Probably nobody wishes they had been John Clare. The son of an agricultural laborer and an illiterate mother in tiny Helpston, Northamptonshire, Clare (1793–1864) had only the barest schooling. After finding, at age thirteen, “a fragment” of James Thomson’s long poem The Seasons (1730), Clare “scribbled on unceasing,” drafting his own poems in fields and ditches. Helped by a vogue for peasant poets, his Poems Descriptive of Rural Life and Scenery (1820) likely sold more than 3,000 copies in a year. Visits to London literati, and three more books, ensued, despite diminishing sales. In 1832 Clare, his wife, and their six children left Helpston for another village, a few miles off, where he never felt at home. Five years later Clare was declared insane and confined to an asylum. In 1841 he escaped and walked home, sleeping under culverts and trudging twenty miles a day. Clare spent the rest of his life in another asylum, “disowned by my friends and even forgot by enemies,” though in some years he continued to write. At times he thought he was Lord Byron. His late poems can present a scary sense of disembodied, empty confusion.

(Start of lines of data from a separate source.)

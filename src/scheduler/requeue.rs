//! Shared periodic resubmission of spilled tasks.
//!
//! One thread per registry. Every tick it takes exactly one task from the
//! spillover of each live pool and sends it back through admission. Taking a
//! single task per pool keeps recovery from re-flooding a queue that is still
//! saturated; the price is that a backlog of `n` spilled tasks needs at least
//! `n` ticks to clear. A resubmitted task can spill again, so under sustained
//! overload a task may cycle for as long as the overload lasts.

use crate::config::RegistryConfig;
use crate::error::Result;
use crate::executor::ManagedPool;
use crossbeam_channel::{bounded, select, tick, unbounded, Receiver, Sender};
use std::sync::{Arc, Weak};
use std::thread::{self, JoinHandle};
use std::time::Duration;

enum Command {
    Track(Weak<ManagedPool>),
    /// Run a tick immediately and report how many tasks were resubmitted.
    TickNow(Sender<usize>),
    Stop,
}

pub struct RequeueScheduler {
    commands: Sender<Command>,
    thread: Option<JoinHandle<()>>,
    interval: Duration,
}

impl RequeueScheduler {
    pub fn start(config: &RegistryConfig) -> Result<Self> {
        config.validate()?;

        let (commands, inbox) = unbounded();
        let interval = config.requeue_interval;

        let thread = thread::Builder::new()
            .name(config.scheduler_thread_name.clone())
            .spawn(move || requeue_loop(inbox, interval))?;

        tracing::debug!(interval_ms = interval.as_millis() as u64, "requeue scheduler started");

        Ok(Self {
            commands,
            thread: Some(thread),
            interval,
        })
    }

    /// Starts servicing `pool` from the next tick on. Returns `false` if the
    /// scheduler thread has already stopped.
    pub fn track(&self, pool: &Arc<ManagedPool>) -> bool {
        if self.commands.send(Command::Track(Arc::downgrade(pool))).is_err() {
            tracing::warn!(
                pool = pool.name(),
                "requeue scheduler is gone, spilled tasks will not be resubmitted"
            );
            return false;
        }
        true
    }

    /// Runs one tick now and waits for it. Returns the number of tasks resubmitted.
    pub fn tick_now(&self) -> usize {
        let (reply, result) = bounded(1);
        if self.commands.send(Command::TickNow(reply)).is_err() {
            return 0;
        }
        result.recv().unwrap_or(0)
    }

    pub fn interval(&self) -> Duration {
        self.interval
    }
}

impl Drop for RequeueScheduler {
    fn drop(&mut self) {
        let _ = self.commands.send(Command::Stop);
        if let Some(handle) = self.thread.take() {
            let _ = handle.join();
        }
    }
}

impl std::fmt::Debug for RequeueScheduler {
    fn fmt(&self, f: &mut std::fmt::Formatter<'_>) -> std::fmt::Result {
        f.debug_struct("RequeueScheduler")
            .field("interval", &self.interval)
            .finish()
    }
}

fn requeue_loop(inbox: Receiver<Command>, interval: Duration) {
    let ticker = tick(interval);
    let mut pools: Vec<Weak<ManagedPool>> = Vec::new();

    loop {
        select! {
            recv(inbox) -> command => match command {
                Ok(Command::Track(pool)) => pools.push(pool),
                Ok(Command::TickNow(reply)) => {
                    let _ = reply.send(requeue_tick(&mut pools));
                }
                Ok(Command::Stop) | Err(_) => break,
            },
            recv(ticker) -> _ => {
                requeue_tick(&mut pools);
            }
        }
    }

    tracing::debug!("requeue scheduler stopped");
}

/// One task per pool; destroyed or dropped pools are forgotten.
fn requeue_tick(pools: &mut Vec<Weak<ManagedPool>>) -> usize {
    let mut resubmitted = 0;

    pools.retain(|weak| match weak.upgrade() {
        Some(pool) if !pool.is_destroyed() => {
            if pool.requeue_one() {
                resubmitted += 1;
            }
            true
        }
        _ => false,
    });

    if resubmitted > 0 {
        tracing::debug!(resubmitted, pools = pools.len(), "requeue tick");
    }
    resubmitted
}

#[cfg(test)]
mod tests {
    use super::*;
    use crate::config::PoolConfig;
    use std::time::Instant;

    fn scheduler(interval: Duration) -> RequeueScheduler {
        let config = RegistryConfig::builder()
            .requeue_interval(interval)
            .build()
            .unwrap();
        RequeueScheduler::start(&config).unwrap()
    }

    fn saturated_pool(name: &str) -> (Arc<ManagedPool>, crossbeam_channel::Sender<()>) {
        let config = PoolConfig::builder()
            .fixed_threads(1)
            .queue_capacity(1)
            .build()
            .unwrap();
        let pool = ManagedPool::new(name, config).unwrap();

        let (release_tx, release_rx) = bounded::<()>(0);
        let (started_tx, started_rx) = bounded::<()>(1);
        pool.execute(move || {
            started_tx.send(()).unwrap();
            let _ = release_rx.recv();
        })
        .unwrap();
        started_rx.recv_timeout(Duration::from_secs(5)).unwrap();
        (pool, release_tx)
    }

    fn wait_drained(pool: &ManagedPool) {
        let deadline = Instant::now() + Duration::from_secs(5);
        while pool.queued_len() > 0 && Instant::now() < deadline {
            thread::sleep(Duration::from_millis(5));
        }
    }

    #[test]
    fn test_one_task_per_pool_per_tick() {
        let scheduler = scheduler(Duration::from_secs(3600));
        let (a, release_a) = saturated_pool("a");
        let (b, release_b) = saturated_pool("b");
        scheduler.track(&a);
        scheduler.track(&b);

        // one queued + three spilled in each
        for pool in [&a, &b] {
            for _ in 0..4 {
                pool.execute(|| {}).unwrap();
            }
            assert_eq!(pool.spillover_len(), 3);
        }

        drop(release_a);
        drop(release_b);
        wait_drained(&a);
        wait_drained(&b);

        assert_eq!(scheduler.tick_now(), 2);
        assert_eq!(a.spillover_len(), 2);
        assert_eq!(b.spillover_len(), 2);

        a.shutdown();
        wait_drained(&b);
        assert_eq!(scheduler.tick_now(), 1);
        assert_eq!(b.spillover_len(), 1);
        b.shutdown();
    }

    #[test]
    fn test_periodic_tick_drains_spillover() {
        let scheduler = scheduler(Duration::from_millis(10));
        let (pool, release) = saturated_pool("periodic");

        let (done_tx, done_rx) = unbounded();
        for _ in 0..5 {
            let done_tx = done_tx.clone();
            pool.execute(move || done_tx.send(()).unwrap()).unwrap();
        }
        assert_eq!(pool.spillover_len(), 4);
        scheduler.track(&pool);

        drop(release);
        for _ in 0..5 {
            done_rx.recv_timeout(Duration::from_secs(5)).unwrap();
        }
        assert_eq!(pool.spillover_len(), 0);
        assert!(pool.metrics_snapshot().requeued >= 4);
        pool.shutdown();
    }

    #[test]
    fn test_dropped_pools_are_forgotten() {
        let scheduler = scheduler(Duration::from_secs(3600));
        assert_eq!(scheduler.interval(), Duration::from_secs(3600));
        let config = PoolConfig::builder().fixed_threads(1).build().unwrap();
        let pool = ManagedPool::new("gone", config).unwrap();
        scheduler.track(&pool);
        pool.shutdown();
        assert!(pool.await_termination(Duration::from_secs(5)));
        drop(pool);

        assert_eq!(scheduler.tick_now(), 0);
    }

    #[test]
    fn test_track_after_stop_reports_failure() {
        let mut scheduler = scheduler(Duration::from_secs(3600));
        let config = PoolConfig::builder().fixed_threads(1).build().unwrap();
        let pool = ManagedPool::new("orphan", config).unwrap();

        scheduler.commands.send(Command::Stop).unwrap();
        scheduler.thread.take().unwrap().join().unwrap();

        assert!(!scheduler.track(&pool));
        assert_eq!(scheduler.tick_now(), 0);
        pool.shutdown();
    }
}
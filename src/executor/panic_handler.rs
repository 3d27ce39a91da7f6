use super::task::TaskId;
use std::any::Any;
use std::panic::{catch_unwind, AssertUnwindSafe};
use std::sync::atomic::{AtomicUsize, Ordering};

/// What a worker does when a task panics.
#[derive(Debug, Clone, Copy, PartialEq, Eq)]
pub enum PanicStrategy {
    Abort,
    Isolate,
    LogAndContinue,
}

impl Default for PanicStrategy {
    fn default() -> Self {
        PanicStrategy::LogAndContinue
    }
}

#[derive(Debug)]
pub struct PanicHandler {
    strategy: PanicStrategy,
    panic_count: AtomicUsize,
}

impl PanicHandler {
    pub fn new(strategy: PanicStrategy) -> Self {
        Self {
            strategy,
            panic_count: AtomicUsize::new(0),
        }
    }

    /// Runs `f`, containing any panic according to the strategy.
    pub fn execute<F, R>(&self, pool: &str, task: TaskId, f: F) -> Result<R, TaskPanic>
    where
        F: FnOnce() -> R,
    {
        match catch_unwind(AssertUnwindSafe(f)) {
            Ok(result) => Ok(result),
            Err(payload) => {
                self.panic_count.fetch_add(1, Ordering::Relaxed);

                let panic = TaskPanic::from_payload(task, payload);

                match self.strategy {
                    PanicStrategy::Abort => {
                        tracing::error!(pool, %task, message = %panic.message, "task panicked, aborting");
                        std::process::abort();
                    }
                    PanicStrategy::Isolate => {}
                    PanicStrategy::LogAndContinue => {
                        tracing::error!(pool, %task, message = %panic.message, "task panicked");
                    }
                }

                Err(panic)
            }
        }
    }

    pub fn panic_count(&self) -> usize {
        self.panic_count.load(Ordering::Relaxed)
    }

    pub fn strategy(&self) -> PanicStrategy {
        self.strategy
    }
}

impl Default for PanicHandler {
    fn default() -> Self {
        Self::new(PanicStrategy::default())
    }
}

#[derive(Debug, Clone)]
pub struct TaskPanic {
    pub task: TaskId,
    pub message: String,
}

impl TaskPanic {
    fn from_payload(task: TaskId, payload: Box<dyn Any + Send>) -> Self {
        let message = if let Some(s) = payload.downcast_ref::<&str>() {
            s.to_string()
        } else if let Some(s) = payload.downcast_ref::<String>() {
            s.clone()
        } else {
            "unknown panic".to_string()
        };

        Self { task, message }
    }
}

#[cfg(test)]
mod tests {
    use super::*;
    use crate::executor::Task;

    fn some_id() -> TaskId {
        Task::new(|| {}).id()
    }

    #[test]
    fn test_panic_handler_isolate() {
        let handler = PanicHandler::new(PanicStrategy::Isolate);
        assert_eq!(handler.strategy(), PanicStrategy::Isolate);

        let id = some_id();
        let result = handler.execute("test", id, || {
            panic!("test panic");
        });

        let panic = result.unwrap_err();
        assert_eq!(panic.task, id);
        assert_eq!(panic.message, "test panic");
        assert_eq!(handler.panic_count(), 1);
    }

    #[test]
    fn test_panic_handler_success() {
        let handler = PanicHandler::new(PanicStrategy::Isolate);

        let result = handler.execute("test", some_id(), || 42);

        assert_eq!(result.unwrap(), 42);
        assert_eq!(handler.panic_count(), 0);
    }

    #[test]
    fn test_formatted_payload() {
        let handler = PanicHandler::new(PanicStrategy::LogAndContinue);

        for i in 0..5 {
            let err = handler
                .execute("test", some_id(), || panic!("failure {}", i))
                .unwrap_err();
            assert_eq!(err.message, format!("failure {}", i));
        }

        assert_eq!(handler.panic_count(), 5);
    }
}
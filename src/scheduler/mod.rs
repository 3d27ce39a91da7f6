//! Admission and recovery.
//!
//! The admission queue decides whether a pool can take a task now; the
//! spillover buffer holds what it could not take; the requeue scheduler
//! periodically feeds spilled tasks back through admission.

pub mod admission;
pub mod requeue;
pub mod spillover;

pub use admission::{Admission, AdmissionQueue};
pub use requeue::RequeueScheduler;
pub use spillover::Spillover;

And yet most of Clare’s voluminous poetry, early and late, mad and sane, exults in what he saw firsthand outdoors: crops, wildflowers, birds, mammals, and fellow laborers, all threatened by the Enclosure Acts of the early 1800s, which turned shared fields and forests into private property. Before enclosure, Clare wrote in the manuscript version of “October” (1827),
Autum met plains that stretched them far away
In uncheckt shadows of green brown & grey
Unbounded freedom ruld the wandering scene
No fence of ownership crept in between
To hide the prospect from the gazing eye
Its only bondage was the circling sky
(Note the misspellings, which his printed books correct; some modern editors, led by Eric Robinson, restore the manuscript usage.) The wonder that Clare found in unspoiled, unenclosed landscapes was something like the wonder he found in childhood, with an unphilosophical glow:
We sought for nuts in secret nook
We thought none else could find
And listened to the laughing brook
And mocked the singing wind;
We gathered acorns ripe and brown
That hung too high to pull,
Which friendly windows would shake a-down
Till all had pockets full.
He also portrayed the gypsies, now called Roma, as “a quiet, pilfering, unprotected race” whose language he claimed he could speak. Almost everything that could have seemed, to a nineteenth-century reader, like a reason to count Clare as minor, or not to read him, makes him a resource for poets today. “Bard of the fallow field / And the green meadow,” as he called himself, Clare remained closely attentive to what we now call his environment, what he called “nature,” in a way that is neither touristic nor ignorant of agricultural effort. He saw tragic ironies all over the place, but he never sought verbal ironies himself: he is about as sincere (if not naive) as poets get. Clare seems to have benefited from few of the changes wreaked on the planet since the invention of the steam engine and cannot be blamed for whatever brought them about: he may be the last significant white Anglophone poet for whom that was true.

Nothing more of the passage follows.